3. Form inputs without labels (WCAG 4.1.2, 1.3.1)
Placeholder text is not a label — it vanishes on input and many screen readers don’t treat it as one. An unlabelled field is a mystery box.
Fix: a visible <label for="..."> wired to the input’s id. Where the design genuinely can’t show one, aria-label works — but visible labels help everyone, including users with cognitive disabilities and anyone who forgets what they were typing.
4. Buttons and links with no accessible name (WCAG 4.1.2, 2.4.4)
Icon-only buttons — the hamburger, the ×, the trash can — announce as “button” with no hint of what they do. Links whose only content is an image with no alt announce as their URL.
Fix: aria-label="Close dialog" on icon buttons, or visually hidden text inside them. For links, meaningful text or alt on the image inside. “Click here” and “learn more” fail the same users in a subtler way — the link name should describe the destination.
5. Missing document language (WCAG 3.1.1)
Without <html lang="en">, screen readers guess at pronunciation — English text read with French phonemes is close to unintelligible.
Fix: one attribute on one element, sitewide. The highest fix-per-keystroke ratio in accessibility.
6. Broken heading structure (WCAG 1.3.1, 2.4.6)
Pages with no <h1>, three <h1>s, or jumps from h1 to h4 because the intermediate sizes “looked too big”. Screen reader users navigate by headings; a broken outline means navigating blind.

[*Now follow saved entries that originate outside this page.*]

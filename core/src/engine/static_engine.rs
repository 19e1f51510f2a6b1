use async_trait::async_trait;
use serde::Serialize;

use super::{Ack, Document, Engine, Payload};
use crate::error::EngineError;

/// Serves one fixed value.
///
/// Every GET answers with the whole value, whatever identifier the path
/// carries. POSTs are accepted with any body and answered with
/// `{"ping": "pong"}`; nothing is stored.
///
/// The value is rendered straight to JSON text, never through
/// `serde_json::Value`, so floats keep their shortest form and integers
/// wider than 64 bits survive.
#[derive(Debug, Clone)]
pub struct StaticEngine<T> {
    data: T,
}

impl<T> StaticEngine<T> {
    pub fn new(data: T) -> Self {
        Self { data }
    }

    pub fn data(&self) -> &T {
        &self.data
    }
}

#[async_trait]
impl<T> Engine for StaticEngine<T>
where
    T: Serialize + Send + Sync,
{
    async fn fetch(&self, _id: &str) -> Result<Payload, EngineError> {
        Ok(serde_json::value::to_raw_value(&self.data)?)
    }

    async fn store(&self, _document: Document) -> Result<Ack, EngineError> {
        Ok(Ack::Reply(serde_json::json!({ "ping": "pong" })))
    }

    fn reads_body(&self) -> bool {
        false
    }
}
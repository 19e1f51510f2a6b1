//! Document-database engine.
//!
//! # Design
//! `DatabaseEngine` holds only connection settings and a `Connector`. Every
//! `fetch` and `store` opens its own `Connection`, runs one query and lets the
//! connection drop before returning, error paths included. There is no pool:
//! connections are assumed cheap, and no connection outlives the request that
//! opened it.
//!
//! Documents are keyed by an integer `"id"` field. The backend's own `_id` is
//! only used for ordering.

use std::sync::Arc;

use async_trait::async_trait;
use serde_json::value::to_raw_value;
use serde_json::Value;

use super::{Ack, Document, Engine, Payload};
use crate::error::EngineError;

/// Field every stored document must carry; GET `{base}/{id}` matches on it.
pub const KEY_FIELD: &str = "id";

/// Opens connections to a backend address.
#[async_trait]
pub trait Connector: Send + Sync {
    async fn connect(&self, address: &str) -> Result<Box<dyn Connection>, EngineError>;
}

/// One open backend connection. Released when dropped.
#[async_trait]
pub trait Connection: Send + Sync {
    /// First document in insertion order whose `key` equals `value`.
    async fn find_one(
        &self,
        database: &str,
        collection: &str,
        key: &str,
        value: &Value,
    ) -> Result<Option<Document>, EngineError>;

    /// Up to `limit` documents, most recently inserted first.
    async fn find_newest(
        &self,
        database: &str,
        collection: &str,
        limit: usize,
    ) -> Result<Vec<Document>, EngineError>;

    async fn insert(
        &self,
        database: &str,
        collection: &str,
        document: Document,
    ) -> Result<(), EngineError>;
}

/// Where a `DatabaseEngine` finds its documents.
#[derive(Debug, Clone, PartialEq, Eq)]
pub struct DatabaseConfig {
    pub address: String,
    pub database: String,
    pub collection: String,
    /// Collection reads return at most this many documents (at least one).
    pub page_size: usize,
}

impl DatabaseConfig {
    pub fn new(
        address: impl Into<String>,
        database: impl Into<String>,
        collection: impl Into<String>,
        page_size: usize,
    ) -> Self {
        Self {
            address: address.into(),
            database: database.into(),
            collection: collection.into(),
            page_size: page_size.max(1),
        }
    }
}

pub struct DatabaseEngine {
    config: DatabaseConfig,
    connector: Arc<dyn Connector>,
}

impl DatabaseEngine {
    /// Does no I/O; connections are opened per call.
    pub fn new(config: DatabaseConfig, connector: Arc<dyn Connector>) -> Self {
        Self { config, connector }
    }

    pub fn config(&self) -> &DatabaseConfig {
        &self.config
    }

    async fn connect(&self) -> Result<Box<dyn Connection>, EngineError> {
        self.connector
            .connect(&self.config.address)
            .await
            .map_err(|err| {
                tracing::warn!(address = %self.config.address, error = %err, "backend connection failed");
                EngineError::Connection("failed to connect to database".to_string())
            })
    }
}

#[async_trait]
impl Engine for DatabaseEngine {
    async fn fetch(&self, id: &str) -> Result<Payload, EngineError> {
        let connection = self.connect().await?;
        let DatabaseConfig {
            database,
            collection,
            page_size,
            ..
        } = &self.config;

        if id.is_empty() {
            let documents = connection
                .find_newest(database, collection, *page_size)
                .await
                .map_err(|_| {
                    EngineError::Connection("failed to fetch data from collection".to_string())
                })?;
            return Ok(to_raw_value(&documents)?);
        }

        let key: i64 = id
            .parse()
            .map_err(|_| EngineError::Parse("failed to parse provided object id".to_string()))?;
        match connection
            .find_one(database, collection, KEY_FIELD, &Value::from(key))
            .await?
        {
            Some(document) => Ok(to_raw_value(&document)?),
            None => Err(EngineError::NotFound(
                "object with provided id not found".to_string(),
            )),
        }
    }

    async fn store(&self, document: Document) -> Result<Ack, EngineError> {
        self.validate(&document)?;
        let connection = self.connect().await?;
        connection
            .insert(&self.config.database, &self.config.collection, document)
            .await?;
        Ok(Ack::Created)
    }

    fn validate(&self, document: &Document) -> Result<(), EngineError> {
        match document.get(KEY_FIELD) {
            None => Err(EngineError::Validation(format!(
                "missing required field \"{KEY_FIELD}\""
            ))),
            Some(value) if value.as_i64().is_none() => Err(EngineError::Validation(format!(
                "field \"{KEY_FIELD}\" must be an integer"
            ))),
            Some(_) => Ok(()),
        }
    }
}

AI systems segment your content by the same outline.
Fix: one h1 naming the page, h2 for sections, h3 inside them. Style size with CSS, never by choosing a different heading level.

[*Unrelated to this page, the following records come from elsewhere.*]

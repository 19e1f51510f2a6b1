//! Installs resources on an axum router.
//!
//! # Design
//! The router is handed in and handed back, so each test (or each server)
//! owns its own routing table. A registered resource answers its base URL
//! and everything below it; the handler adapts the axum request into an
//! `HttpRequest`, reading the body up to the declared content length and the
//! configured cap.

use std::collections::HashSet;
use std::sync::Arc;

use axum::body::{to_bytes, Body};
use axum::extract::Request;
use axum::http::{header, HeaderName, HeaderValue, StatusCode};
use axum::response::{IntoResponse, Response};
use axum::routing::any;
use axum::Router;
use tastyroot_core::{envelope, EngineError, HttpMethod, HttpRequest, HttpResponse, Resource};
use thiserror::Error;
use tracing::Instrument;

/// Default cap on request bodies.
pub const DEFAULT_MAX_BODY_BYTES: usize = 1024 * 1024;

#[derive(Debug, Error, PartialEq, Eq)]
pub enum RegisterError {
    #[error("a resource is already registered at {0}")]
    Duplicate(String),
}

pub struct Registrar {
    router: Router,
    routes: HashSet<String>,
    max_body_bytes: usize,
}

impl Registrar {
    pub fn new(router: Router) -> Self {
        Self {
            router,
            routes: HashSet::new(),
            max_body_bytes: DEFAULT_MAX_BODY_BYTES,
        }
    }

    pub fn with_max_body_bytes(mut self, max_body_bytes: usize) -> Self {
        self.max_body_bytes = max_body_bytes;
        self
    }

    pub fn register(&mut self, resource: Resource) -> Result<(), RegisterError> {
        let base_url = resource.base_url().as_str().to_string();
        let route = route_key(&base_url);
        if !self.routes.insert(route.clone()) {
            return Err(RegisterError::Duplicate(base_url));
        }

        let resource = Arc::new(resource);
        let max_body_bytes = self.max_body_bytes;
        let handler = move |request: Request| {
            let resource = Arc::clone(&resource);
            async move { forward(&resource, request, max_body_bytes).await }
        };

        let router = std::mem::take(&mut self.router);
        self.router = if route.is_empty() {
            router
                .route("/", any(handler.clone()))
                .route("/{*rest}", any(handler))
        } else {
            router
                .route(&route, any(handler.clone()))
                .route(&format!("{route}/"), any(handler.clone()))
                .route(&format!("{route}/{{*rest}}"), any(handler))
        };
        tracing::info!(base_url, "registered resource");
        Ok(())
    }

    /// Route keys taken so far: base URLs without their trailing slash.
    pub fn routes(&self) -> impl Iterator<Item = &str> {
        self.routes.iter().map(String::as_str)
    }

    pub fn into_router(self) -> Router {
        self.router
    }
}

/// `/cats/` and `/cats` share one route key; `/` becomes the empty key.
fn route_key(base_url: &str) -> String {
    base_url.trim_end_matches('/').to_string()
}

async fn forward(resource: &Resource, request: Request, max_body_bytes: usize) -> Response {
    let span = tracing::debug_span!(
        "request",
        method = %request.method(),
        path = request.uri().path(),
    );
    handle(resource, request, max_body_bytes).instrument(span).await
}

async fn handle(resource: &Resource, request: Request, max_body_bytes: usize) -> Response {
    let (parts, body) = request.into_parts();
    let method = HttpMethod::from(parts.method.as_str());
    let path = parts.uri.path().to_string();

    let body = if method == HttpMethod::Post && resource.reads_body() {
        match read_body(body, &parts.headers, max_body_bytes).await {
            Ok(bytes) => Some(bytes),
            Err(err) => {
                tracing::warn!(error = %err, "rejected request body");
                return into_response(envelope::stored(&Err(err)));
            }
        }
    } else {
        None
    };

    let headers = parts
        .headers
        .iter()
        .filter_map(|(name, value)| {
            value
                .to_str()
                .ok()
                .map(|value| (name.as_str().to_string(), value.to_string()))
        })
        .collect();
    let response = resource
        .dispatch(HttpRequest {
            method,
            path,
            headers,
            body,
        })
        .await;
    into_response(response)
}

/// Reads the whole body, bounded by `Content-Length` and the configured cap.
async fn read_body(
    body: Body,
    headers: &axum::http::HeaderMap,
    max_body_bytes: usize,
) -> Result<Vec<u8>, EngineError> {
    let declared = headers
        .get(header::CONTENT_LENGTH)
        .and_then(|value| value.to_str().ok())
        .and_then(|value| value.parse::<usize>().ok());
    if let Some(declared) = declared {
        if declared > max_body_bytes {
            return Err(EngineError::Parse(format!(
                "request body of {declared} bytes exceeds the {max_body_bytes} byte limit"
            )));
        }
    }
    let limit = declared.unwrap_or(max_body_bytes);
    let bytes = to_bytes(body, limit)
        .await
        .map_err(|err| EngineError::Parse(format!("failed to read request body: {err}")))?;
    Ok(bytes.to_vec())
}

fn into_response(response: HttpResponse) -> Response {
    let status = StatusCode::from_u16(response.status).unwrap_or(StatusCode::INTERNAL_SERVER_ERROR);
    let mut out = (status, response.body).into_response();
    let headers = out.headers_mut();
    for (name, value) in &response.headers {
        if let (Ok(name), Ok(value)) = (
            HeaderName::from_bytes(name.as_bytes()),
            HeaderValue::from_str(value),
        ) {
            headers.insert(name, value);
        }
    }
    out
}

7. Keyboard traps and invisible focus (WCAG 2.1.2, 2.4.7)
Modals you can tab into but not out of; outline: none applied globally so keyboard users can’t see where they are.
Fix: never remove focus outlines without replacing them with something clearly visible (WCAG 2.2 tightens this further — see our WCAG 2.2 guide). Test every overlay: Tab through it, Escape out of it.
Why the same issues keep winning
These failures dominate because they’re invisible to the people who ship them. The site looks right; nothing in a typical dev workflow surfaces the problem. Mouse users never meet the keyboard trap, sighted users never hear the missing label.
That’s the case for scanning continuously rather than auditing annually: each of these has an automated rule that catches it the day it’s introduced, mapped to the exact criterion and fix. Fix the top seven and you’ve usually eliminated the majority of raw findings on a site — and materially improved how both assistive technology and AI search read it.
Frequently asked questions
What is the most common accessibility issue on websites?
Low colour contrast is consistently the most frequent failure, followed closely by missing image alt text and unlabelled form controls. All three are detectable automatically and usually quick to fix.
Are the most common accessibility issues hard to fix?
Mostly no. The highest-frequency failures — missing alt text, low contrast, missing labels, empty buttons and links — are typically one-line fixes. The difficulty is coverage, not complexity, which is why continuous scanning matters.
Can automated scanning find all accessibility issues?
No. Automated rules reliably catch the structural failures listed here, which are a meaningful slice of WCAG. Criteria involving judgement — logical focus order, meaningful reading sequence, sensible link purpose — need human review. Use both.